On September 9, 1997, Achaea, Dreams of Divine Lands, the first game from what would become Iron Realms Entertainment was launched (same month as Ultima Online!). We weren’t ready by any means but I opened it to the public because I was tired of working without player feedback.
People at the time told me I was crazy for opening a commercial MUD just as the first major graphical MMO was due to launch, but 10 years down the road I feel like I can convincingly say that those who felt text MUDs were going to fall over and die just because someone created a game with a graphical UI were very wrong. We’ve managed 10 consecutive years of double-digit growth in a medium that so many people were convinced was an absolute commercial dead-end.
A friend opined to me the other day that one of his big problems in his approach was that he wouldn’t let go of an idea. He felt it was in his nature to keep at an idea well past the point where other people might call it quits. I can see where he’s coming from, I suppose, but I’ve always viewed tenacity as a net positive.
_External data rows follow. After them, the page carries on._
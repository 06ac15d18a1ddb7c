use crossterm::event::{
    Event, KeyCode, KeyEvent, KeyEventKind, KeyModifiers, MouseButton, MouseEvent, MouseEventKind,
};
use ratatui::Frame;
use ratatui::layout::Rect;

use crate::app::{App, Message, Model};
use crate::editor::Direction;

impl App {
    pub(super) fn handle_event(event: &Event, model: &Model) -> Option<Message> {
        match event {
            Event::Key(key) if key.kind != KeyEventKind::Release => Self::handle_key(*key, model),
            Event::Mouse(mouse) => Self::handle_mouse(*mouse, model),
            Event::Paste(text) if !model.help_visible => {
                Some(Message::InsertText(normalize_paste(text)))
            }
            Event::Resize(w, h) => Some(Message::Resize(*w, *h)),
            _ => None,
        }
    }

    pub(super) fn handle_mouse(mouse: MouseEvent, model: &Model) -> Option<Message> {
        if model.help_visible {
            return None;
        }

        match mouse.kind {
            MouseEventKind::ScrollDown => Some(Message::ScrollDown(3)),
            MouseEventKind::ScrollUp => Some(Message::ScrollUp(3)),
            MouseEventKind::Down(MouseButton::Left) => {
                let area = model.editor_area();
                if !point_in_rect(mouse.column, mouse.row, area) {
                    return None;
                }
                let total_lines = model.buffer.line_count();
                let rel_row = usize::from(mouse.row - area.y);
                let line = (model.scroll_offset + rel_row).min(total_lines.saturating_sub(1));
                let text_x = area.x + crate::ui::gutter_width(total_lines);
                let display_col = usize::from(mouse.column.saturating_sub(text_x)) + model.scroll_col;
                let text = model.buffer.line_at(line).unwrap_or_default();
                Some(Message::MoveTo(
                    line,
                    crate::ui::byte_col_at_display(&text, display_col),
                ))
            }
            _ => None,
        }
    }

    pub(super) fn handle_key(key: KeyEvent, model: &Model) -> Option<Message> {
        if model.help_visible {
            return Some(Message::HideHelp);
        }

        let ctrl = key.modifiers.contains(KeyModifiers::CONTROL);
        let shift = key.modifiers.contains(KeyModifiers::SHIFT);
        let alt = key.modifiers.contains(KeyModifiers::ALT);

        if ctrl {
            return match key.code {
                // File
                KeyCode::Char('n') => Some(Message::NewFile),
                KeyCode::Char('o') => Some(Message::OpenFile),
                KeyCode::Char('w') => Some(Message::CloseFile),
                KeyCode::Char('s') if shift => Some(Message::SaveFileAs),
                KeyCode::Char('S') => Some(Message::SaveFileAs),
                KeyCode::Char('s') => Some(Message::SaveFile),
                KeyCode::Char('q') => Some(Message::Quit),

                // Edit
                KeyCode::Char('x') => Some(Message::Cut),
                KeyCode::Char('c') => Some(Message::Copy),
                KeyCode::Char('v') => Some(Message::Paste),
                KeyCode::Char('z') if shift => Some(Message::Redo),
                KeyCode::Char('Z' | 'y') => Some(Message::Redo),
                KeyCode::Char('z') => Some(Message::Undo),
                KeyCode::Char('a') => Some(Message::SelectAll),

                // Navigation
                KeyCode::Left => Some(Message::MoveWordLeft),
                KeyCode::Right => Some(Message::MoveWordRight),
                KeyCode::Home => Some(Message::MoveToStart),
                KeyCode::End => Some(Message::MoveToEnd),
                _ => None,
            };
        }

        if alt {
            return match key.code {
                KeyCode::Char('s' | 'S') => Some(Message::SaveFileAs),
                _ => None,
            };
        }

        match key.code {
            KeyCode::F(1) => Some(Message::ToggleHelp),
            KeyCode::F(2) => Some(Message::RenameFile),
            KeyCode::F(12) => Some(Message::About),

            // Selection
            KeyCode::Up if shift => Some(Message::ExtendSelection(Direction::Up)),
            KeyCode::Down if shift => Some(Message::ExtendSelection(Direction::Down)),
            KeyCode::Left if shift => Some(Message::ExtendSelection(Direction::Left)),
            KeyCode::Right if shift => Some(Message::ExtendSelection(Direction::Right)),
            KeyCode::Home if shift => Some(Message::SelectToHome),
            KeyCode::End if shift => Some(Message::SelectToEnd),

            // Navigation
            KeyCode::Up => Some(Message::MoveCursor(Direction::Up)),
            KeyCode::Down => Some(Message::MoveCursor(Direction::Down)),
            KeyCode::Left => Some(Message::MoveCursor(Direction::Left)),
            KeyCode::Right => Some(Message::MoveCursor(Direction::Right)),
            KeyCode::Home => Some(Message::MoveHome),
            KeyCode::End => Some(Message::MoveEnd),
            KeyCode::PageUp => Some(Message::PageUp),
            KeyCode::PageDown => Some(Message::PageDown),

            // Editing
            KeyCode::Enter => Some(Message::SplitLine),
            KeyCode::Tab => Some(Message::InsertChar('\t')),
            KeyCode::Backspace => Some(Message::DeleteBack),
            KeyCode::Delete => Some(Message::DeleteForward),
            KeyCode::Char(c) => Some(Message::InsertChar(c)),
            _ => None,
        }
    }

    pub(super) fn view(model: &Model, frame: &mut Frame) {
        crate::ui::render(model, frame);
    }
}

/// Terminals deliver pasted line breaks as `\r` or `\r\n`.
fn normalize_paste(text: &str) -> String {
    text.replace("\r\n", "\n").replace('\r', "\n")
}

fn point_in_rect(col: u16, row: u16, rect: Rect) -> bool {
    col >= rect.x
        && col < rect.x + rect.width
        && row >= rect.y
        && row < rect.y + rect.height
}
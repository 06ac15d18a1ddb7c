use std::fs;
use std::io;
use std::path::{Path, PathBuf};

use crossterm::event::{KeyCode, KeyEvent};
use tracing::debug;

use super::{DialogStep, Prompt};
use crate::config::FileFilter;

const PARENT_ENTRY: &str = "..";

#[derive(Debug, Clone, Copy, PartialEq, Eq)]
pub enum PickerMode {
    Open,
    Save,
}

/// One row of the directory listing.
#[derive(Debug, Clone, PartialEq, Eq)]
pub struct PickerEntry {
    pub name: String,
    pub is_dir: bool,
}

/// File chooser over one directory at a time.
///
/// The listing shows `..`, then sub-directories, then files matching the
/// filter. The input line takes a name or a path relative to the listed
/// directory; when it is empty, Enter acts on the selected entry.
///
/// In save mode an existing target must be confirmed before it is returned.
#[derive(Debug, Clone)]
pub struct FilePicker {
    pub mode: PickerMode,
    pub caption: String,
    filter: FileFilter,
    dir: PathBuf,
    entries: Vec<PickerEntry>,
    selected: usize,
    input: Prompt,
    error: Option<String>,
    replace: Option<PathBuf>,
}

impl FilePicker {
    /// Open a picker at `start`: a directory, or a file whose name pre-fills the input.
    pub fn new(mode: PickerMode, caption: impl Into<String>, filter: &FileFilter, start: &Path) -> Self {
        let start = std::path::absolute(start).unwrap_or_else(|_| start.to_path_buf());
        let (dir, name) = if start.is_dir() {
            (start, String::new())
        } else {
            let name = start
                .file_name()
                .map(|n| n.to_string_lossy().into_owned())
                .unwrap_or_default();
            let dir = start
                .parent()
                .map_or_else(|| PathBuf::from("."), Path::to_path_buf);
            (dir, name)
        };
        let caption = caption.into();
        let mut picker = Self {
            mode,
            input: Prompt::new(caption.clone(), "File name:", &name),
            caption,
            filter: filter.clone(),
            dir,
            entries: Vec::new(),
            selected: 0,
            error: None,
            replace: None,
        };
        picker.refresh();
        picker
    }

    /// Directory currently listed.
    pub fn dir(&self) -> &Path {
        &self.dir
    }

    pub fn entries(&self) -> &[PickerEntry] {
        &self.entries
    }

    pub const fn selected(&self) -> usize {
        self.selected
    }

    pub const fn input(&self) -> &Prompt {
        &self.input
    }

    pub const fn filter(&self) -> &FileFilter {
        &self.filter
    }

    /// Last listing error, if the directory could not be read.
    pub fn error(&self) -> Option<&str> {
        self.error.as_deref()
    }

    /// Existing file awaiting a replace confirmation.
    pub fn pending_replace(&self) -> Option<&Path> {
        self.replace.as_deref()
    }

    pub fn insert_str(&mut self, text: &str) {
        if self.replace.is_none() {
            self.input.insert_str(text);
        }
    }

    pub fn handle_key(&mut self, key: KeyEvent) -> DialogStep<Option<PathBuf>> {
        if self.replace.is_some() {
            return self.confirm_replace(key);
        }
        match key.code {
            KeyCode::Esc => return DialogStep::Done(None),
            KeyCode::Enter => return self.activate(),
            KeyCode::Up => self.selected = self.selected.saturating_sub(1),
            KeyCode::Down => {
                self.selected = (self.selected + 1).min(self.entries.len().saturating_sub(1));
            }
            KeyCode::PageUp => self.selected = self.selected.saturating_sub(10),
            KeyCode::PageDown => {
                self.selected = (self.selected + 10).min(self.entries.len().saturating_sub(1));
            }
            KeyCode::Tab => self.complete(),
            KeyCode::Backspace if self.input.value().is_empty() => self.go_up(),
            _ => {
                self.input.edit(key);
            }
        }
        DialogStep::Pending
    }

    fn activate(&mut self) -> DialogStep<Option<PathBuf>> {
        let typed = self.input.value().trim().to_string();
        if !typed.is_empty() {
            let path = self.dir.join(&typed);
            if path.is_dir() {
                self.change_dir(path);
                return DialogStep::Pending;
            }
            return self.submit(path);
        }
        let Some(entry) = self.entries.get(self.selected).cloned() else {
            return DialogStep::Pending;
        };
        if entry.name == PARENT_ENTRY {
            self.go_up();
            DialogStep::Pending
        } else if entry.is_dir {
            self.change_dir(self.dir.join(&entry.name));
            DialogStep::Pending
        } else {
            self.submit(self.dir.join(&entry.name))
        }
    }

    fn submit(&mut self, path: PathBuf) -> DialogStep<Option<PathBuf>> {
        if self.mode == PickerMode::Save && path.exists() {
            debug!(path = %path.display(), "Asking before replacing");
            self.replace = Some(path);
            return DialogStep::Pending;
        }
        DialogStep::Done(Some(path))
    }

    fn confirm_replace(&mut self, key: KeyEvent) -> DialogStep<Option<PathBuf>> {
        match key.code {
            KeyCode::Enter | KeyCode::Char('y' | 'Y') => DialogStep::Done(self.replace.take()),
            KeyCode::Esc | KeyCode::Char('n' | 'N') => {
                self.replace = None;
                DialogStep::Pending
            }
            _ => DialogStep::Pending,
        }
    }

    fn complete(&mut self) {
        let Some(entry) = self.entries.get(self.selected) else {
            return;
        };
        if entry.is_dir {
            let name = format!("{}/", entry.name);
            self.input.set_value(&name);
        } else {
            let name = entry.name.clone();
            self.input.set_value(&name);
        }
    }

    fn go_up(&mut self) {
        if let Some(parent) = self.dir.parent() {
            let parent = parent.to_path_buf();
            self.change_dir(parent);
        }
    }

    fn change_dir(&mut self, dir: PathBuf) {
        debug!(dir = %dir.display(), "Picker changed directory");
        self.dir = dir;
        self.input.set_value("");
        self.selected = 0;
        self.refresh();
    }

    fn refresh(&mut self) {
        let mut entries = Vec::new();
        if self.dir.parent().is_some() {
            entries.push(PickerEntry {
                name: PARENT_ENTRY.to_string(),
                is_dir: true,
            });
        }
        match list_dir(&self.dir, &self.filter) {
            Ok(listed) => {
                entries.extend(listed);
                self.error = None;
            }
            Err(err) => self.error = Some(err.to_string()),
        }
        self.entries = entries;
        self.selected = self.selected.min(self.entries.len().saturating_sub(1));
    }
}

/// Visible sub-directories, then visible files matching `filter`.
fn list_dir(dir: &Path, filter: &FileFilter) -> io::Result<Vec<PickerEntry>> {
    let mut dirs = Vec::new();
    let mut files = Vec::new();
    for entry in fs::read_dir(dir)? {
        let Ok(entry) = entry else {
            continue;
        };
        let name = entry.file_name().to_string_lossy().into_owned();
        if name.starts_with('.') {
            continue;
        }
        let path = entry.path();
        if path.is_dir() {
            dirs.push(PickerEntry { name, is_dir: true });
        } else if filter.matches(&path) {
            files.push(PickerEntry {
                name,
                is_dir: false,
            });
        }
    }
    dirs.sort_by_key(|e| e.name.to_lowercase());
    files.sort_by_key(|e| e.name.to_lowercase());
    dirs.extend(files);
    Ok(dirs)
}
impl DocumentController {
    /// Start with an empty, untitled document and the application name as title.
    pub fn new(config: EditorConfig) -> Self {
        let title = config.app_name.clone();
        Self {
            config,
            document: Document::default(),
            title,
        }
    }

    pub const fn document(&self) -> &Document {
        &self.document
    }

    pub const fn config(&self) -> &EditorConfig {
        &self.config
    }

    /// Current window title.
    pub fn title(&self) -> &str {
        &self.title
    }

    /// Whether Rename applies (the document has a file).
    pub const fn can_rename(&self) -> bool {
        self.document.path.is_some()
    }

    /// Start a fresh untitled document. Never prompts.
    pub fn new_document(&mut self, buffer: &mut dyn TextBuffer) {
        buffer.clear();
        self.document = Document::default();
        self.title.clone_from(&self.config.untitled_name);
        info!("Started new document");
    }

    /// Pick a file and load it, replacing the buffer.
    pub fn open(&mut self, buffer: &mut dyn TextBuffer, dialogs: &mut dyn Dialogs) -> CommandOutcome {
        let start_dir = self
            .document
            .path()
            .and_then(Path::parent)
            .filter(|dir| !dir.as_os_str().is_empty());
        let Some(path) = dialogs.open_file("Open", &self.config.filter, start_dir) else {
            debug!("Open cancelled");
            return CommandOutcome::Cancelled;
        };
        match self.load(buffer, &path) {
            Ok(()) => CommandOutcome::Completed,
            Err(err) => {
                warn!(error = %err, "Open failed");
                dialogs.warning(WARNING_TITLE, &err.user_message());
                CommandOutcome::Failed
            }
        }
    }

    /// Load `path` into the buffer without prompting.
    ///
    /// On error the buffer and document are left untouched.
    pub fn load(&mut self, buffer: &mut dyn TextBuffer, path: &Path) -> Result<(), DocumentError> {
        let text = file::read_text(path)?;
        buffer.set_text(&text);
        self.document = Document::saved(path.to_path_buf());
        self.refresh_title();
        info!(path = %path.display(), bytes = text.len(), "Opened document");
        Ok(())
    }

    /// Close the document, offering to save unsaved changes first.
    pub fn close(&mut self, buffer: &mut dyn TextBuffer, dialogs: &mut dyn Dialogs) -> CommandOutcome {
        if !self.confirm_discard(buffer, dialogs) {
            debug!("Close aborted");
            return CommandOutcome::Cancelled;
        }
        buffer.clear();
        self.document = Document::default();
        self.title.clone_from(&self.config.app_name);
        info!("Closed document");
        CommandOutcome::Completed
    }

    /// Ask whether unsaved changes may be dropped.
    ///
    /// Returns `true` when the document is clean, when the user discards, or
    /// when the user saves and the save completes.
    pub fn confirm_discard(&mut self, buffer: &mut dyn TextBuffer, dialogs: &mut dyn Dialogs) -> bool {
        if !self.document.is_modified() {
            return true;
        }
        let name = self.document.display_name(&self.config.untitled_name);
        let message = format!("Do you want to save changes to {name}?");
        match dialogs.question(&self.config.app_name, &message) {
            Choice::Save => self.save(buffer, dialogs) == CommandOutcome::Completed,
            Choice::Discard => true,
            Choice::Cancel => false,
        }
    }

    /// Write the buffer to the document's file, asking for one if untitled.
    pub fn save(&mut self, buffer: &mut dyn TextBuffer, dialogs: &mut dyn Dialogs) -> CommandOutcome {
        let path = match self.document.path.clone() {
            Some(path) => path,
            None => {
                let suggested = self.config.default_file_name();
                match dialogs.save_file("Save", &self.config.filter, &suggested) {
                    Some(path) => path,
                    None => {
                        debug!("Save cancelled");
                        return CommandOutcome::Cancelled;
                    }
                }
            }
        };
        self.write_to(buffer, dialogs, path)
    }

    /// Always ask for a target file, then write there and adopt the path.
    pub fn save_as(&mut self, buffer: &mut dyn TextBuffer, dialogs: &mut dyn Dialogs) -> CommandOutcome {
        let suggested = self
            .document
            .path
            .clone()
            .unwrap_or_else(|| self.config.default_file_name());
        let Some(path) = dialogs.save_file("Save as...", &self.config.filter, &suggested) else {
            debug!("Save As cancelled");
            return CommandOutcome::Cancelled;
        };
        self.write_to(buffer, dialogs, path)
    }

    /// Rename the document's file on disk.
    pub fn rename(&mut self, dialogs: &mut dyn Dialogs) -> CommandOutcome {
        let Some(current) = self.document.path.clone() else {
            return CommandOutcome::Unavailable;
        };
        let initial = self.document.display_name(&self.config.untitled_name);
        let name = match dialogs.input_text("Rename", "Enter a name:", &initial) {
            Some(name) if !name.trim().is_empty() => name,
            _ => {
                debug!("Rename cancelled");
                return CommandOutcome::Cancelled;
            }
        };
        let target = file::rename_target(&current, name.trim(), &self.config.filter);
        if target == current {
            return CommandOutcome::Completed;
        }
        if let Err(err) = file::rename(&current, &target) {
            warn!(error = %err, "Rename failed");
            dialogs.warning(WARNING_TITLE, &err.user_message());
            return CommandOutcome::Failed;
        }
        info!(from = %current.display(), to = %target.display(), "Renamed document");
        self.document.set_path(target);
        self.refresh_title();
        CommandOutcome::Completed
    }

    /// React to the text widget's modified flag changing after a user edit.
    pub fn modification_changed(&mut self, modified: bool) {
        if self.document.is_modified() == modified {
            return;
        }
        self.document.set_modified(modified);
        self.refresh_title();
    }

    fn write_to(
        &mut self,
        buffer: &mut dyn TextBuffer,
        dialogs: &mut dyn Dialogs,
        path: PathBuf,
    ) -> CommandOutcome {
        let text = buffer.text();
        if let Err(err) = file::write_text(&path, &text) {
            warn!(error = %err, "Save failed");
            dialogs.warning(WARNING_TITLE, &err.user_message());
            return CommandOutcome::Failed;
        }
        info!(path = %path.display(), bytes = text.len(), "Saved document");
        buffer.set_modified(false);
        self.document.set_path(path);
        self.document.set_modified(false);
        self.refresh_title();
        CommandOutcome::Completed
    }

    fn refresh_title(&mut self) {
        self.title = self.document.window_title(&self.config.untitled_name);
    }
}
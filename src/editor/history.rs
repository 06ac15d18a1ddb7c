use std::collections::VecDeque;

use ropey::Rope;

use super::buffer::Cursor;

/// Upper bound on stored undo steps; the oldest step is dropped beyond this.
const MAX_UNDO_STEPS: usize = 1_000;

/// Kind of edit being recorded, used to merge runs of typing into one step.
#[derive(Debug, Clone, Copy, PartialEq, Eq)]
pub(super) enum EditKind {
    Insert,
    DeleteBack,
    DeleteForward,
    /// Never merged with neighbours (paste, cut, Enter, selection replace).
    Other,
}

/// Buffer state captured before an edit.
#[derive(Debug, Clone)]
pub(super) struct Snapshot {
    pub rope: Rope,
    pub cursor: Cursor,
    pub revision: u64,
}

/// Linear undo/redo stacks of whole-buffer snapshots.
///
/// Rope clones share their nodes, so a snapshot costs little more than the
/// nodes an edit actually touches.
#[derive(Debug, Default)]
pub(super) struct History {
    undo: VecDeque<Snapshot>,
    redo: Vec<Snapshot>,
    open_group: Option<EditKind>,
}

impl History {
    /// Record the state preceding an edit of `kind`.
    ///
    /// Consecutive edits of the same mergeable kind share the snapshot taken
    /// before the first of them. Any recorded edit invalidates redo.
    pub(super) fn record(&mut self, kind: EditKind, before: impl FnOnce() -> Snapshot) {
        self.redo.clear();
        if kind != EditKind::Other && self.open_group == Some(kind) {
            return;
        }
        self.undo.push_back(before());
        if self.undo.len() > MAX_UNDO_STEPS {
            self.undo.pop_front();
        }
        self.open_group = (kind != EditKind::Other).then_some(kind);
    }

    /// End the current merge group so the next edit starts a new undo step.
    pub(super) const fn break_group(&mut self) {
        self.open_group = None;
    }

    pub(super) fn undo(&mut self, current: Snapshot) -> Option<Snapshot> {
        let previous = self.undo.pop_back()?;
        self.redo.push(current);
        self.open_group = None;
        Some(previous)
    }

    pub(super) fn redo(&mut self, current: Snapshot) -> Option<Snapshot> {
        let next = self.redo.pop()?;
        self.undo.push_back(current);
        self.open_group = None;
        Some(next)
    }

    pub(super) fn clear(&mut self) {
        self.undo.clear();
        self.redo.clear();
        self.open_group = None;
    }

    pub(super) fn can_undo(&self) -> bool {
        !self.undo.is_empty()
    }

    pub(super) const fn can_redo(&self) -> bool {
        !self.redo.is_empty()
    }
}
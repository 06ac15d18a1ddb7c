use ratatui::prelude::*;
use ratatui::widgets::Paragraph;

use crate::app::{Model, ToastLevel};

use super::style::Theme;

pub fn render_status_bar(model: &Model, frame: &mut Frame, area: Rect, theme: &Theme) {
    let config = model.controller.config();
    let document = model.controller.document();
    let filename = document.display_name(&config.untitled_name);
    let dirty_indicator = if document.is_modified() {
        " [modified]"
    } else {
        ""
    };

    let cursor = model.buffer.cursor();
    let line_text = model.buffer.line_at(cursor.line).unwrap_or_default();
    let column = line_text
        .get(..cursor.col)
        .map_or(cursor.col, |before| before.chars().count());
    let cursor_info = format!("Ln {}, Col {}", cursor.line + 1, column + 1);

    let status = format!(" {filename}{dirty_indicator}  {cursor_info}  F1:help");

    let status_bar =
        Paragraph::new(status).style(Style::default().bg(theme.status_bg).fg(theme.status_fg));

    frame.render_widget(status_bar, area);
}

pub fn render_toast_bar(model: &Model, frame: &mut Frame, area: Rect) {
    let Some((message, level)) = model.active_toast() else {
        return;
    };
    let (prefix, style) = match level {
        ToastLevel::Info => (
            "[info]",
            Style::default().bg(Color::DarkGray).fg(Color::White),
        ),
        ToastLevel::Warning => (
            "[warn]",
            Style::default().bg(Color::Yellow).fg(Color::Black),
        ),
        ToastLevel::Error => ("[error]", Style::default().bg(Color::Red).fg(Color::White)),
    };
    let toast = Paragraph::new(format!("{prefix} {message}")).style(style);
    frame.render_widget(toast, area);
}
It may be cliche but the willingness to simply push on is what got me, at least, through the early and very lean years.
The teams running each of our text MUDs have been running events for the previous month, ramping up to tons of events this weekend. I logged onto Achaea tonight to be part of the festivities as the hour approached midnight GMT and was taken aback by the outpouring of more-than-just-friendly communication from players whom hadn’t seen me in the two years since I passed over direct control of Achaea to others.
It’s hard to describe what I feel about Achaea at this point. It’s a creative endeavor I worked on full-time from 1995 to 2005 and poured my soul into. It was difficult to pass on and it is a little painful to log in now and realize that the game-world has passed me by. I don’t know the details of the intricate plots going on any more and I don’t have my finger so directly on the pulse of the community, but I still feel incredibly connected to it. I essentially lived in Achaea for 8 or 9 years.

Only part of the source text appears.